▶ [THE PROBLEM] Copy out every record below, word for word.

▶ [DATASET EXTRACT]
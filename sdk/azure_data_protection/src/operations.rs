//! The resource provider's operation catalogue.

use azure_data_protection_core::error::DataProtectionResult;
use futures::Stream;
use serde::Deserialize;

use crate::models::PROVIDER_NAMESPACE;
use crate::paging::{self, Page};
use crate::registry::OperationContext;

/// Registry name of this operation group.
pub const GROUP_NAME: &str = "data_protection_operations";

/// Localized display strings for a provider operation.
#[derive(Debug, Clone, Deserialize)]
pub struct ClientDiscoveryDisplay {
    pub description: Option<String>,
    pub operation: Option<String>,
    pub provider: Option<String>,
    pub resource: Option<String>,
}

/// One operation the resource provider exposes.
#[derive(Debug, Clone, Deserialize)]
#[serde(rename_all = "camelCase")]
pub struct ClientDiscoveryValueForSingleApi {
    /// e.g. `"Microsoft.DataProtection/backupVaults/read"`.
    pub name: Option<String>,
    pub display: Option<ClientDiscoveryDisplay>,
    pub is_data_action: Option<bool>,
    pub origin: Option<String>,
}

#[derive(Debug, Clone)]
pub struct DataProtectionOperations {
    context: OperationContext,
}

impl DataProtectionOperations {
    pub fn new(context: OperationContext) -> Self {
        Self { context }
    }

    pub fn context(&self) -> &OperationContext {
        &self.context
    }

    pub fn list_pages(
        &self,
    ) -> impl Stream<Item = DataProtectionResult<Page<ClientDiscoveryValueForSingleApi>>> + Send + 'static
    {
        let path = format!("/providers/{PROVIDER_NAMESPACE}/operations");
        paging::pages(&self.context, path)
    }

    /// List every operation of the `Microsoft.DataProtection` provider.
    #[tracing::instrument(
        name = "dataprotection::operations::list",
        skip(self),
        fields(api_version = %self.context.api_version())
    )]
    pub async fn list(&self) -> DataProtectionResult<Vec<ClientDiscoveryValueForSingleApi>> {
        tracing::debug!("listing provider operations");

        let operations = paging::collect_all(self.list_pages()).await?;

        tracing::debug!(count = operations.len(), "provider operations listed");
        Ok(operations)
    }
}

#[cfg(test)]
mod tests {
    use super::*;
    use crate::test_utils::setup_mock_client;
    use azure_data_protection_core::DataProtectionError;
    use wiremock::matchers::{method, path, query_param};
    use wiremock::{Mock, MockServer, ResponseTemplate};

    #[tokio::test]
    async fn test_list_operations() {
        let server = MockServer::start().await;

        Mock::given(method("GET"))
            .and(path("/providers/Microsoft.DataProtection/operations"))
            .and(query_param("api-version", "2021-07-01"))
            .respond_with(ResponseTemplate::new(200).set_body_json(serde_json::json!({
                "value": [{
                    "name": "Microsoft.DataProtection/backupVaults/read",
                    "isDataAction": false,
                    "origin": "user",
                    "display": {
                        "provider": "Microsoft.DataProtection",
                        "resource": "Backup Vaults",
                        "operation": "Get Backup Vault",
                        "description": "Gets a backup vault"
                    }
                }]
            })))
            .mount(&server)
            .await;

        let client = setup_mock_client(&server).await;
        let operations = client
            .operations()
            .unwrap()
            .list()
            .await
            .expect("should succeed");

        assert_eq!(operations.len(), 1);
        assert_eq!(
            operations[0].name.as_deref(),
            Some("Microsoft.DataProtection/backupVaults/read")
        );
        assert_eq!(
            operations[0]
                .display
                .as_ref()
                .and_then(|d| d.resource.as_deref()),
            Some("Backup Vaults")
        );
    }

    #[tokio::test]
    async fn test_next_link_to_other_host_is_not_followed() {
        let server = MockServer::start().await;
        let other = MockServer::start().await;

        Mock::given(method("GET"))
            .and(path("/providers/Microsoft.DataProtection/operations"))
            .respond_with(ResponseTemplate::new(200).set_body_json(serde_json::json!({
                "value": [],
                "nextLink": format!("{}/steal", other.uri())
            })))
            .mount(&server)
            .await;

        Mock::given(method("GET"))
            .respond_with(ResponseTemplate::new(200).set_body_json(serde_json::json!({"value": []})))
            .expect(0)
            .mount(&other)
            .await;

        let client = setup_mock_client(&server).await;
        let err = client.operations().unwrap().list().await.unwrap_err();

        assert!(matches!(err, DataProtectionError::InvalidArgument(_)));
        let leaked = other.received_requests().await.expect("recording enabled");
        assert!(leaked.is_empty());
    }

    #[tokio::test]
    #[tracing_test::traced_test]
    async fn test_list_operations_emits_span() {
        let server = MockServer::start().await;

        Mock::given(method("GET"))
            .and(path("/providers/Microsoft.DataProtection/operations"))
            .respond_with(ResponseTemplate::new(200).set_body_json(serde_json::json!({"value": []})))
            .mount(&server)
            .await;

        let client = setup_mock_client(&server).await;
        client.operations().unwrap().list().await.unwrap();

        assert!(logs_contain("dataprotection::operations::list"));
        assert!(logs_contain("2021-07-01"));
    }
}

▶ [SOLUTION]
filename sdk/azure_data_protection/src/operations.rs
//! The resource provider's operation catalogue.

use azure_data_protection_core::error::DataProtectionResult;
use futures::Stream;
use serde::Deserialize;

use crate::models::PROVIDER_NAMESPACE;
use crate::paging::{self, Page};
use crate::registry::OperationContext;

/// Registry name of this operation group.
pub const GROUP_NAME: &str = "data_protection_operations";

/// Localized display strings for a provider operation.
#[derive(Debug, Clone, Deserialize)]
pub struct ClientDiscoveryDisplay {
    pub description: Option<String>,
    pub operation: Option<String>,
    pub provider: Option<String>,
    pub resource: Option<String>,
}

/// One operation the resource provider exposes.
#[derive(Debug, Clone, Deserialize)]
#[serde(rename_all = "camelCase")]
pub struct ClientDiscoveryValueForSingleApi {
    /// e.g. `"Microsoft.DataProtection/backupVaults/read"`.
    pub name: Option<String>,
    pub display: Option<ClientDiscoveryDisplay>,
    pub is_data_action: Option<bool>,
    pub origin: Option<String>,
}

#[derive(Debug, Clone)]
pub struct DataProtectionOperations {
    context: OperationContext,
}

impl DataProtectionOperations {
    pub fn new(context: OperationContext) -> Self {
        Self { context }
    }

    pub fn context(&self) -> &OperationContext {
        &self.context
    }

    pub fn list_pages(
        &self,
    ) -> impl Stream<Item = DataProtectionResult<Page<ClientDiscoveryValueForSingleApi>>> + Send + 'static
    {
        let path = format!("/providers/{PROVIDER_NAMESPACE}/operations");
        paging::pages(&self.context, path)
    }

    /// List every operation of the `Microsoft.DataProtection` provider.
    #[tracing::instrument(
        name = "dataprotection::operations::list",
        skip(self),
        fields(api_version = %self.context.api_version())
    )]
    pub async fn list(&self) -> DataProtectionResult<Vec<ClientDiscoveryValueForSingleApi>> {
        tracing::debug!("listing provider operations");

        let operations = paging::collect_all(self.list_pages()).await?;

        tracing::debug!(count = operations.len(), "provider operations listed");
        Ok(operations)
    }
}

#[cfg(test)]
mod tests {
    use super::*;
    use crate::test_utils::setup_mock_client;
    use azure_data_protection_core::DataProtectionError;
    use wiremock::matchers::{method, path, query_param};
    use wiremock::{Mock, MockServer, ResponseTemplate};

    #[tokio::test]
    async fn test_list_operations() {
        let server = MockServer::start().await;

        Mock::given(method("GET"))
            .and(path("/providers/Microsoft.DataProtection/operations"))
            .and(query_param("api-version", "2021-07-01"))
            .respond_with(ResponseTemplate::new(200).set_body_json(serde_json::json!({
                "value": [{
                    "name": "Microsoft.DataProtection/backupVaults/read",
                    "isDataAction": false,
                    "origin": "user",
                    "display": {
                        "provider": "Microsoft.DataProtection",
                        "resource": "Backup Vaults",
                        "operation": "Get Backup Vault",
                        "description": "Gets a backup vault"
                    }
                }]
            })))
            .mount(&server)
            .await;

        let client = setup_mock_client(&server).await;
        let operations = client
            .operations()
            .unwrap()
            .list()
            .await
            .expect("should succeed");

        assert_eq!(operations.len(), 1);
        assert_eq!(
            operations[0].name.as_deref(),
            Some("Microsoft.DataProtection/backupVaults/read")
        );
        assert_eq!(
            operations[0]
                .display
                .as_ref()
                .and_then(|d| d.resource.as_deref()),
            Some("Backup Vaults")
        );
    }

    #[tokio::test]
    async fn test_next_link_to_other_host_is_not_followed() {
        let server = MockServer::start().await;
        let other = MockServer::start().await;

        Mock::given(method("GET"))
            .and(path("/providers/Microsoft.DataProtection/operations"))
            .respond_with(ResponseTemplate::new(200).set_body_json(serde_json::json!({
                "value": [],
                "nextLink": format!("{}/steal", other.uri())
            })))
            .mount(&server)
            .await;

        Mock::given(method("GET"))
            .respond_with(ResponseTemplate::new(200).set_body_json(serde_json::json!({"value": []})))
            .expect(0)
            .mount(&other)
            .await;

        let client = setup_mock_client(&server).await;
        let err = client.operations().unwrap().list().await.unwrap_err();

        assert!(matches!(err, DataProtectionError::InvalidArgument(_)));
        let leaked = other.received_requests().await.expect("recording enabled");
        assert!(leaked.is_empty());
    }

    #[tokio::test]
    #[tracing_test::traced_test]
    async fn test_list_operations_emits_span() {
        let server = MockServer::start().await;

        Mock::given(method("GET"))
            .and(path("/providers/Microsoft.DataProtection/operations"))
            .respond_with(ResponseTemplate::new(200).set_body_json(serde_json::json!({"value": []})))
            .mount(&server)
            .await;

        let client = setup_mock_client(&server).await;
        client.operations().unwrap().list().await.unwrap();

        assert!(logs_contain("dataprotection::operations::list"));
        assert!(logs_contain("2021-07-01"));
    }
}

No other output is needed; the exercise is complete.